(Entries taken from a collection)
┌──

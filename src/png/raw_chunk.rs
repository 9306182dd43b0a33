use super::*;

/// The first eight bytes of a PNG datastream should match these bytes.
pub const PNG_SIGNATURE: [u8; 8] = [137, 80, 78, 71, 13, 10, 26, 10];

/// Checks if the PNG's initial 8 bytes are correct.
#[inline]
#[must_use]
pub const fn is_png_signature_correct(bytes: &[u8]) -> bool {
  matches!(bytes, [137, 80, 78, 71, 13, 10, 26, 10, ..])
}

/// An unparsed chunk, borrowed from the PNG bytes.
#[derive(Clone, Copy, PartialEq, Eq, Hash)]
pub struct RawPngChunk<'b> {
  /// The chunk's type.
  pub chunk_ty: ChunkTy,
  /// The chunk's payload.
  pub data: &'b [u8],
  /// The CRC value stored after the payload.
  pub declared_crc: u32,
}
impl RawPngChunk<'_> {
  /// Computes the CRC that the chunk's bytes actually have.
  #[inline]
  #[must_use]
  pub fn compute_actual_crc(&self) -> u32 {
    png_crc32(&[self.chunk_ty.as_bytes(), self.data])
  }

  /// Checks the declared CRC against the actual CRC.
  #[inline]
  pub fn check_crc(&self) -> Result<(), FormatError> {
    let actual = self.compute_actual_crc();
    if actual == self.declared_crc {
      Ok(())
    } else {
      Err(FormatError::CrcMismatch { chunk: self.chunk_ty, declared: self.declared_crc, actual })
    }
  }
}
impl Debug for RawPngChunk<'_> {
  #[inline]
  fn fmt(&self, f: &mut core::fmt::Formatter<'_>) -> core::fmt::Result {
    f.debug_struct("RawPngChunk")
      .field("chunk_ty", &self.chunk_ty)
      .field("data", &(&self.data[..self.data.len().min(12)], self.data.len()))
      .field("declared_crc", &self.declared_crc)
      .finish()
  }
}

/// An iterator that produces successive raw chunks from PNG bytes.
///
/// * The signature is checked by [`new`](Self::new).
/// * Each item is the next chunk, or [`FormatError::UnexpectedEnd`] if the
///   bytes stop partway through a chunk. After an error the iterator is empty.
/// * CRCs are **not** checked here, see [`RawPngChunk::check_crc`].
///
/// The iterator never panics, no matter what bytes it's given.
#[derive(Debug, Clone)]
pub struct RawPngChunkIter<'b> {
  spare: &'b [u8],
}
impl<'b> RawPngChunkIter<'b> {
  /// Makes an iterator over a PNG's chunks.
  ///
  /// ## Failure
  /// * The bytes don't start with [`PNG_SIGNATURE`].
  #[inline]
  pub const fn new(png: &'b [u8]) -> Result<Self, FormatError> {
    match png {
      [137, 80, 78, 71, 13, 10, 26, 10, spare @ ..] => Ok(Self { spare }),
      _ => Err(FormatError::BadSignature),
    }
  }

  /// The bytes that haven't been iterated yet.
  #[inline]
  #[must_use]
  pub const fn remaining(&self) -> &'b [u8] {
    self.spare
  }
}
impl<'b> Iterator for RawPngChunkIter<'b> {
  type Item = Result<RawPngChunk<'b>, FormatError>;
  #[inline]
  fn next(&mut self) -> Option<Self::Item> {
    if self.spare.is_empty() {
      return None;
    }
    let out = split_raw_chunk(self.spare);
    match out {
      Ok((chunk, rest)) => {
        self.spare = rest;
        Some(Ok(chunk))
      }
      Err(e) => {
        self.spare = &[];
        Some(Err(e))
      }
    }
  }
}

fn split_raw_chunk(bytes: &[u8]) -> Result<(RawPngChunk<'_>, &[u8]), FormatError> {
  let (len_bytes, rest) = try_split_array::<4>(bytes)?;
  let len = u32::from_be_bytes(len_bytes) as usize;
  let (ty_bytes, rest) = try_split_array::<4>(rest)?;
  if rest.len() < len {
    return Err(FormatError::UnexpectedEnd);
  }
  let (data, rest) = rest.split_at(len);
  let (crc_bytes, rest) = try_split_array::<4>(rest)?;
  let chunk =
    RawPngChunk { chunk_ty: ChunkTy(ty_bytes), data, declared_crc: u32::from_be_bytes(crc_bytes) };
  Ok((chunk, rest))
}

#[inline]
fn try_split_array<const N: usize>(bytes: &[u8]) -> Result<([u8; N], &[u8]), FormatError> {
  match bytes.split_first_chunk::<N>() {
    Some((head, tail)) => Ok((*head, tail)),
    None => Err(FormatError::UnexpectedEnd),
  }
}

└──

» DIRECTIONS
Each record above should be repeated exactly as it appears.

» ANSWER TO THIS PROBLEM
filename src/png/raw_chunk.rs
repository 9306182dd43b0a33
use super::*;

/// The first eight bytes of a PNG datastream should match these bytes.
pub const PNG_SIGNATURE: [u8; 8] = [137, 80, 78, 71, 13, 10, 26, 10];

/// Checks if the PNG's initial 8 bytes are correct.
#[inline]
#[must_use]
pub const fn is_png_signature_correct(bytes: &[u8]) -> bool {
  matches!(bytes, [137, 80, 78, 71, 13, 10, 26, 10, ..])
}

/// An unparsed chunk, borrowed from the PNG bytes.
#[derive(Clone, Copy, PartialEq, Eq, Hash)]
pub struct RawPngChunk<'b> {
  /// The chunk's type.
  pub chunk_ty: ChunkTy,
  /// The chunk's payload.
  pub data: &'b [u8],
  /// The CRC value stored after the payload.
  pub declared_crc: u32,
}
impl RawPngChunk<'_> {
  /// Computes the CRC that the chunk's bytes actually have.
  #[inline]
  #[must_use]
  pub fn compute_actual_crc(&self) -> u32 {
    png_crc32(&[self.chunk_ty.as_bytes(), self.data])
  }

  /// Checks the declared CRC against the actual CRC.
  #[inline]
  pub fn check_crc(&self) -> Result<(), FormatError> {
    let actual = self.compute_actual_crc();
    if actual == self.declared_crc {
      Ok(())
    } else {
      Err(FormatError::CrcMismatch { chunk: self.chunk_ty, declared: self.declared_crc, actual })
    }
  }
}
impl Debug for RawPngChunk<'_> {
  #[inline]
  fn fmt(&self, f: &mut core::fmt::Formatter<'_>) -> core::fmt::Result {
    f.debug_struct("RawPngChunk")
      .field("chunk_ty", &self.chunk_ty)
      .field("data", &(&self.data[..self.data.len().min(12)], self.data.len()))
      .field("declared_crc", &self.declared_crc)
      .finish()
  }
}

/// An iterator that produces successive raw chunks from PNG bytes.
///
/// * The signature is checked by [`new`](Self::new).
/// * Each item is the next chunk, or [`FormatError::UnexpectedEnd`] if the
///   bytes stop partway through a chunk. After an error the iterator is empty.
/// * CRCs are **not** checked here, see [`RawPngChunk::check_crc`].
///
/// The iterator never panics, no matter what bytes it's given.
#[derive(Debug, Clone)]
pub struct RawPngChunkIter<'b> {
  spare: &'b [u8],
}
impl<'b> RawPngChunkIter<'b> {
  /// Makes an iterator over a PNG's chunks.
  ///
  /// ## Failure
  /// * The bytes don't start with [`PNG_SIGNATURE`].
  #[inline]
  pub const fn new(png: &'b [u8]) -> Result<Self, FormatError> {
    match png {
      [137, 80, 78, 71, 13, 10, 26, 10, spare @ ..] => Ok(Self { spare }),
      _ => Err(FormatError::BadSignature),
    }
  }

  /// The bytes that haven't been iterated yet.
  #[inline]
  #[must_use]
  pub const fn remaining(&self) -> &'b [u8] {
    self.spare
  }
}
impl<'b> Iterator for RawPngChunkIter<'b> {
  type Item = Result<RawPngChunk<'b>, FormatError>;
  #[inline]
  fn next(&mut self) -> Option<Self::Item> {
    if self.spare.is_empty() {
      return None;
    }
    let out = split_raw_chunk(self.spare);
    match out {
      Ok((chunk, rest)) => {
        self.spare = rest;
        Some(Ok(chunk))
      }
      Err(e) => {
        self.spare = &[];
        Some(Err(e))
      }
    }
  }
}

fn split_raw_chunk(bytes: &[u8]) -> Result<(RawPngChunk<'_>, &[u8]), FormatError> {
  let (len_bytes, rest) = try_split_array::<4>(bytes)?;
  let len = u32::from_be_bytes(len_bytes) as usize;
  let (ty_bytes, rest) = try_split_array::<4>(rest)?;
  if rest.len() < len {
    return Err(FormatError::UnexpectedEnd);
  }
  let (data, rest) = rest.split_at(len);
  let (crc_bytes, rest) = try_split_array::<4>(rest)?;
  let chunk =
    RawPngChunk { chunk_ty: ChunkTy(ty_bytes), data, declared_crc: u32::from_be_bytes(crc_bytes) };
  Ok((chunk, rest))
}

#[inline]
fn try_split_array<const N: usize>(bytes: &[u8]) -> Result<([u8; N], &[u8]), FormatError> {
  match bytes.split_first_chunk::<N>() {
    Some((head, tail)) => Ok((*head, tail)),
    None => Err(FormatError::UnexpectedEnd),
  }
}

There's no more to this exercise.